Pero entonces sucumbe a los tempestuosos procesos de la represión, cuyo éxito
determina el logro de la femineidad de una mujer. Normalmente grandes porciones
del complejo son transformadas y contribuyen a la formación de su femineidad:
el deseo apaciguado de un pene está destinado a convertirse en el deseo de un
bebé y de un marido que posee un pene. Es extraño, sin embargo, cuán a menudo
encontramos que el deseo de masculinidad ha sido retenido en el inconsciente y
a partir de su estado de represión ejerce un influjo perturbador.
Como se ve por lo
que he dicho, en ambos casos es la actitud apropiada para el sexo opuesto la
que ha sucumbido a la represión.
Ferenczi consideraba
como un requisito para todo psicoanálisis realizado con éxito que esos dos
complejos hubieran sido dominados.
Me gustaría añadir
que, según mi propia experiencia, pienso que al pedir esto pedía demasiado. En
ningún momento del trabajo psicoanalítico se sufre más de un sentimiento
opresivo de que los repetidos esfuerzos han sido vanos y se sospecha que se ha
estado «predicando en el desierto» que cuando se intenta persuadir a una mujer
de que abandone su deseo de un pene porque es irrealizable, o cuando se quiere
convencer a un hombre de que una actitud pasiva hacia los varones no siempre
significa la castración y es indispensable en muchas relaciones de la vida. La
rebelde hipercompensación del varón produce una de las más intensas
resistencias a la transferencia. Se niega a sujetarse a un padre-sustituto o a
sentirse en deuda con él por cualquier cosa y, por consiguiente, se niega a
aceptar su curación por el médico. Del deseo de un pene por parte de la mujer
no puede provocarse una transferencia análoga, pero es en ella la fuente de
graves episodios de depresión debidos a una convicción interna de que el
análisis de nada servirá y que nada puede hacerse para ayudarla. Y hemos de
aceptar que está en lo cierto cuando sabemos que su más fuerte motivo para el
tratamiento era la esperanza de que, después de todo, todavía podría obtener un
órgano masculino, cuya ausencia era tan penosa para ella.
Pero también
aprendemos de esto que no es importante la forma en que aparece la resistencia,
sea como una transferencia o no. La cosa decisiva sigue siendo que la
resistencia evita que aparezca cualquier cambio, que todo continúa como antes
estaba.
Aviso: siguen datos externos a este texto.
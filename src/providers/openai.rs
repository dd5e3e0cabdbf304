use reqwest::Client;
use secrecy::ExposeSecret;
use serde::{Deserialize, Serialize};

use super::{ImageOutput, assert_ok_response, endpoint, parse_body};
use crate::{
    config::{ImageApiConfig, SizeParam},
    error::{GenerateError, Result},
    size::AspectRatio,
};

/// OpenAI-compatible `/v1/images/generations` endpoint that answers
/// synchronously
pub struct ImageApiProvider {
    client: Client,
    config: ImageApiConfig,
}

/// Wire format for the generation request
#[derive(Serialize)]
struct ImagesRequest<'a> {
    prompt: &'a str,
    n: u32,
    model: &'a str,
    #[serde(skip_serializing_if = "Option::is_none")]
    size: Option<&'a str>,
    #[serde(skip_serializing_if = "Option::is_none")]
    aspect_ratio: Option<&'a str>,
}

#[derive(Deserialize)]
struct ImagesResponse {
    data: Vec<ImageDatum>,
}

#[derive(Deserialize)]
struct ImageDatum {
    url: Option<String>,
    b64_json: Option<String>,
}

impl ImageApiProvider {
    pub fn new(client: Client, config: ImageApiConfig) -> Self {
        Self { client, config }
    }

    pub fn model(&self) -> &str {
        &self.config.model
    }

    /// Generate one image; returns it together with the frame that was
    /// requested (a size such as `1536x1024`, or a ratio token)
    pub async fn generate(
        &self,
        prompt: &str,
        aspect_ratio: AspectRatio,
    ) -> Result<(ImageOutput, String)> {
        let size = aspect_ratio.output_size();
        let (frame, body) = match self.config.size_param {
            SizeParam::Size => (
                size.as_str(),
                ImagesRequest {
                    prompt,
                    n: 1,
                    model: &self.config.model,
                    size: Some(size.as_str()),
                    aspect_ratio: None,
                },
            ),
            SizeParam::AspectRatio => (
                aspect_ratio.as_token(),
                ImagesRequest {
                    prompt,
                    n: 1,
                    model: &self.config.model,
                    size: None,
                    aspect_ratio: Some(aspect_ratio.as_token()),
                },
            ),
        };

        tracing::info!(
            model = %self.config.model,
            frame,
            prompt_length = prompt.chars().count(),
            "sending image generation request"
        );

        let response = self
            .client
            .post(endpoint(&self.config.base_url, "images/generations"))
            .bearer_auth(self.config.api_key.expose_secret())
            .json(&body)
            .send()
            .await
            .map_err(|err| {
                tracing::error!(error = %err, "image generation request failed");
                GenerateError::connection(&err)
            })?;

        let text = assert_ok_response(response).await?;
        let payload: ImagesResponse = parse_body(&text)?;

        let image = payload
            .data
            .into_iter()
            .next()
            .and_then(|datum| match (datum.b64_json, datum.url) {
                (Some(b64), _) if !b64.is_empty() => Some(ImageOutput::Base64Png(b64)),
                (_, Some(url)) if !url.is_empty() => Some(ImageOutput::Url(url)),
                _ => None,
            })
            .ok_or_else(|| GenerateError::malformed(&text))?;

        tracing::debug!(
            inline = matches!(image, ImageOutput::Base64Png(_)),
            "image generation request complete"
        );
        Ok((image, frame.to_string()))
    }
}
Con frecuencia tenemos la impresión de que con el deseo de un pene y la
protesta masculina hemos penetrado a través de todos los estratos psicológicos
y nuestras actividades han llegado a su fin. Esto es probablemente verdad,
puesto que para el campo psíquico el territorio biológico desempeña en realidad
la parte de la roca viva subyacente. La repudiación de la femineidad puede no
ser otra cosa que un hecho biológico, una parte del gran enigma de la
sexualidad. Sería difícil decir si y cuándo hemos logrado domeñar este factor
en un tratamiento psicoanalítico. Sólo podemos consolarnos con la certidumbre
de que hemos dado a la persona analizada todos los alientos necesarios para
reexaminar y modificar su actitud hacia él.